Your objective => These records need to be repeated exactly, every one of them.

(Items listed in a dataset)
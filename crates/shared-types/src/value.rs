//! # Payload Value Tree
//!
//! Self-describing value type for event payloads. Payloads must survive a
//! binary round trip (bincode is not self-describing, so `serde_json::Value`
//! cannot be used) and must serialize canonically (maps are `BTreeMap`, so
//! key order is stable). Only primitive, list, and map values exist; there
//! is no executable content.

use serde::{Deserialize, Serialize};
use std::collections::BTreeMap;

/// A structured payload value.
///
/// The closed set of value kinds mirrors what the wire format supports:
/// primitives, lists, and string-keyed maps.
#[derive(Debug, Clone, PartialEq, Serialize, Deserialize)]
pub enum Value {
    /// Absent value.
    Null,
    /// Boolean.
    Bool(bool),
    /// Signed integer.
    Int(i64),
    /// Unsigned integer.
    UInt(u64),
    /// Floating point number.
    Float(f64),
    /// UTF-8 string.
    Str(String),
    /// Ordered list of values.
    List(Vec<Value>),
    /// String-keyed map with deterministic key order.
    Map(BTreeMap<String, Value>),
}

impl Value {
    /// Get the string content, if this is a string.
    #[must_use]
    pub fn as_str(&self) -> Option<&str> {
        match self {
            Self::Str(s) => Some(s),
            _ => None,
        }
    }

    /// Get the value as an unsigned integer, widening from `Int` when
    /// non-negative.
    #[must_use]
    pub fn as_u64(&self) -> Option<u64> {
        match self {
            Self::UInt(n) => Some(*n),
            Self::Int(n) if *n >= 0 => Some(*n as u64),
            _ => None,
        }
    }

    /// Get the value as a float, widening from integers.
    #[must_use]
    pub fn as_f64(&self) -> Option<f64> {
        match self {
            Self::Float(f) => Some(*f),
            Self::Int(n) => Some(*n as f64),
            Self::UInt(n) => Some(*n as f64),
            _ => None,
        }
    }

    /// Get the boolean content, if this is a bool.
    #[must_use]
    pub fn as_bool(&self) -> Option<bool> {
        match self {
            Self::Bool(b) => Some(*b),
            _ => None,
        }
    }

    /// Get the map content, if this is a map.
    #[must_use]
    pub fn as_map(&self) -> Option<&BTreeMap<String, Value>> {
        match self {
            Self::Map(m) => Some(m),
            _ => None,
        }
    }

    /// Get the list content, if this is a list.
    #[must_use]
    pub fn as_list(&self) -> Option<&[Value]> {
        match self {
            Self::List(l) => Some(l),
            _ => None,
        }
    }

    /// Look up a key in a map value.
    #[must_use]
    pub fn get(&self, key: &str) -> Option<&Value> {
        self.as_map().and_then(|m| m.get(key))
    }

    /// Maximum nesting depth of this value (a primitive has depth 1).
    #[must_use]
    pub fn depth(&self) -> usize {
        match self {
            Self::List(items) => 1 + items.iter().map(Value::depth).max().unwrap_or(0),
            Self::Map(entries) => 1 + entries.values().map(Value::depth).max().unwrap_or(0),
            _ => 1,
        }
    }

    /// Convert to a `serde_json::Value` for JSON-facing surfaces.
    #[must_use]
    pub fn to_json(&self) -> serde_json::Value {
        match self {
            Self::Null => serde_json::Value::Null,
            Self::Bool(b) => serde_json::Value::Bool(*b),
            Self::Int(n) => serde_json::Value::from(*n),
            Self::UInt(n) => serde_json::Value::from(*n),
            Self::Float(f) => serde_json::Number::from_f64(*f)
                .map(serde_json::Value::Number)
                .unwrap_or(serde_json::Value::Null),
            Self::Str(s) => serde_json::Value::String(s.clone()),
            Self::List(items) => {
                serde_json::Value::Array(items.iter().map(Value::to_json).collect())
            }
            Self::Map(entries) => serde_json::Value::Object(
                entries
                    .iter()
                    .map(|(k, v)| (k.clone(), v.to_json()))
                    .collect(),
            ),
        }
    }

    /// Convert from a `serde_json::Value`.
    ///
    /// Numbers become `UInt` when they fit, then `Int`, then `Float`.
    #[must_use]
    pub fn from_json(json: &serde_json::Value) -> Self {
        match json {
            serde_json::Value::Null => Self::Null,
            serde_json::Value::Bool(b) => Self::Bool(*b),
            serde_json::Value::Number(n) => {
                if let Some(u) = n.as_u64() {
                    Self::UInt(u)
                } else if let Some(i) = n.as_i64() {
                    Self::Int(i)
                } else {
                    Self::Float(n.as_f64().unwrap_or(0.0))
                }
            }
            serde_json::Value::String(s) => Self::Str(s.clone()),
            serde_json::Value::Array(items) => {
                Self::List(items.iter().map(Value::from_json).collect())
            }
            serde_json::Value::Object(entries) => Self::Map(
                entries
                    .iter()
                    .map(|(k, v)| (k.clone(), Value::from_json(v)))
                    .collect(),
            ),
        }
    }

    /// Canonical JSON bytes of this value.
    ///
    /// Map keys are already sorted, so equal values always produce equal
    /// bytes. Used as signing input for HMAC signatures.
    #[must_use]
    pub fn canonical_json(&self) -> Vec<u8> {
        serde_json::to_vec(&self.to_json()).unwrap_or_default()
    }
}

impl From<bool> for Value {
    fn from(b: bool) -> Self {
        Self::Bool(b)
    }
}

impl From<i64> for Value {
    fn from(n: i64) -> Self {
        Self::Int(n)
    }
}

impl From<u64> for Value {
    fn from(n: u64) -> Self {
        Self::UInt(n)
    }
}

impl From<f64> for Value {
    fn from(f: f64) -> Self {
        Self::Float(f)
    }
}

impl From<&str> for Value {
    fn from(s: &str) -> Self {
        Self::Str(s.to_string())
    }
}

impl From<String> for Value {
    fn from(s: String) -> Self {
        Self::Str(s)
    }
}

impl From<Vec<Value>> for Value {
    fn from(items: Vec<Value>) -> Self {
        Self::List(items)
    }
}

impl From<BTreeMap<String, Value>> for Value {
    fn from(entries: BTreeMap<String, Value>) -> Self {
        Self::Map(entries)
    }
}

Solution to this exercise =>
filename crates/shared-types/src/value.rs
//! # Payload Value Tree
//!
//! Self-describing value type for event payloads. Payloads must survive a
//! binary round trip (bincode is not self-describing, so `serde_json::Value`
//! cannot be used) and must serialize canonically (maps are `BTreeMap`, so
//! key order is stable). Only primitive, list, and map values exist; there
//! is no executable content.

use serde::{Deserialize, Serialize};
use std::collections::BTreeMap;

/// A structured payload value.
///
/// The closed set of value kinds mirrors what the wire format supports:
/// primitives, lists, and string-keyed maps.
#[derive(Debug, Clone, PartialEq, Serialize, Deserialize)]
pub enum Value {
    /// Absent value.
    Null,
    /// Boolean.
    Bool(bool),
    /// Signed integer.
    Int(i64),
    /// Unsigned integer.
    UInt(u64),
    /// Floating point number.
    Float(f64),
    /// UTF-8 string.
    Str(String),
    /// Ordered list of values.
    List(Vec<Value>),
    /// String-keyed map with deterministic key order.
    Map(BTreeMap<String, Value>),
}

impl Value {
    /// Get the string content, if this is a string.
    #[must_use]
    pub fn as_str(&self) -> Option<&str> {
        match self {
            Self::Str(s) => Some(s),
            _ => None,
        }
    }

    /// Get the value as an unsigned integer, widening from `Int` when
    /// non-negative.
    #[must_use]
    pub fn as_u64(&self) -> Option<u64> {
        match self {
            Self::UInt(n) => Some(*n),
            Self::Int(n) if *n >= 0 => Some(*n as u64),
            _ => None,
        }
    }

    /// Get the value as a float, widening from integers.
    #[must_use]
    pub fn as_f64(&self) -> Option<f64> {
        match self {
            Self::Float(f) => Some(*f),
            Self::Int(n) => Some(*n as f64),
            Self::UInt(n) => Some(*n as f64),
            _ => None,
        }
    }

    /// Get the boolean content, if this is a bool.
    #[must_use]
    pub fn as_bool(&self) -> Option<bool> {
        match self {
            Self::Bool(b) => Some(*b),
            _ => None,
        }
    }

    /// Get the map content, if this is a map.
    #[must_use]
    pub fn as_map(&self) -> Option<&BTreeMap<String, Value>> {
        match self {
            Self::Map(m) => Some(m),
            _ => None,
        }
    }

    /// Get the list content, if this is a list.
    #[must_use]
    pub fn as_list(&self) -> Option<&[Value]> {
        match self {
            Self::List(l) => Some(l),
            _ => None,
        }
    }

    /// Look up a key in a map value.
    #[must_use]
    pub fn get(&self, key: &str) -> Option<&Value> {
        self.as_map().and_then(|m| m.get(key))
    }

    /// Maximum nesting depth of this value (a primitive has depth 1).
    #[must_use]
    pub fn depth(&self) -> usize {
        match self {
            Self::List(items) => 1 + items.iter().map(Value::depth).max().unwrap_or(0),
            Self::Map(entries) => 1 + entries.values().map(Value::depth).max().unwrap_or(0),
            _ => 1,
        }
    }

    /// Convert to a `serde_json::Value` for JSON-facing surfaces.
    #[must_use]
    pub fn to_json(&self) -> serde_json::Value {
        match self {
            Self::Null => serde_json::Value::Null,
            Self::Bool(b) => serde_json::Value::Bool(*b),
            Self::Int(n) => serde_json::Value::from(*n),
            Self::UInt(n) => serde_json::Value::from(*n),
            Self::Float(f) => serde_json::Number::from_f64(*f)
                .map(serde_json::Value::Number)
                .unwrap_or(serde_json::Value::Null),
            Self::Str(s) => serde_json::Value::String(s.clone()),
            Self::List(items) => {
                serde_json::Value::Array(items.iter().map(Value::to_json).collect())
            }
            Self::Map(entries) => serde_json::Value::Object(
                entries
                    .iter()
                    .map(|(k, v)| (k.clone(), v.to_json()))
                    .collect(),
            ),
        }
    }

    /// Convert from a `serde_json::Value`.
    ///
    /// Numbers become `UInt` when they fit, then `Int`, then `Float`.
    #[must_use]
    pub fn from_json(json: &serde_json::Value) -> Self {
        match json {
            serde_json::Value::Null => Self::Null,
            serde_json::Value::Bool(b) => Self::Bool(*b),
            serde_json::Value::Number(n) => {
                if let Some(u) = n.as_u64() {
                    Self::UInt(u)
                } else if let Some(i) = n.as_i64() {
                    Self::Int(i)
                } else {
                    Self::Float(n.as_f64().unwrap_or(0.0))
                }
            }
            serde_json::Value::String(s) => Self::Str(s.clone()),
            serde_json::Value::Array(items) => {
                Self::List(items.iter().map(Value::from_json).collect())
            }
            serde_json::Value::Object(entries) => Self::Map(
                entries
                    .iter()
                    .map(|(k, v)| (k.clone(), Value::from_json(v)))
                    .collect(),
            ),
        }
    }

    /// Canonical JSON bytes of this value.
    ///
    /// Map keys are already sorted, so equal values always produce equal
    /// bytes. Used as signing input for HMAC signatures.
    #[must_use]
    pub fn canonical_json(&self) -> Vec<u8> {
        serde_json::to_vec(&self.to_json()).unwrap_or_default()
    }
}

impl From<bool> for Value {
    fn from(b: bool) -> Self {
        Self::Bool(b)
    }
}

impl From<i64> for Value {
    fn from(n: i64) -> Self {
        Self::Int(n)
    }
}

impl From<u64> for Value {
    fn from(n: u64) -> Self {
        Self::UInt(n)
    }
}

impl From<f64> for Value {
    fn from(f: f64) -> Self {
        Self::Float(f)
    }
}

impl From<&str> for Value {
    fn from(s: &str) -> Self {
        Self::Str(s.to_string())
    }
}

impl From<String> for Value {
    fn from(s: String) -> Self {
        Self::Str(s)
    }
}

impl From<Vec<Value>> for Value {
    fn from(items: Vec<Value>) -> Self {
        Self::List(items)
    }
}

impl From<BTreeMap<String, Value>> for Value {
    fn from(entries: BTreeMap<String, Value>) -> Self {
        Self::Map(entries)
    }
}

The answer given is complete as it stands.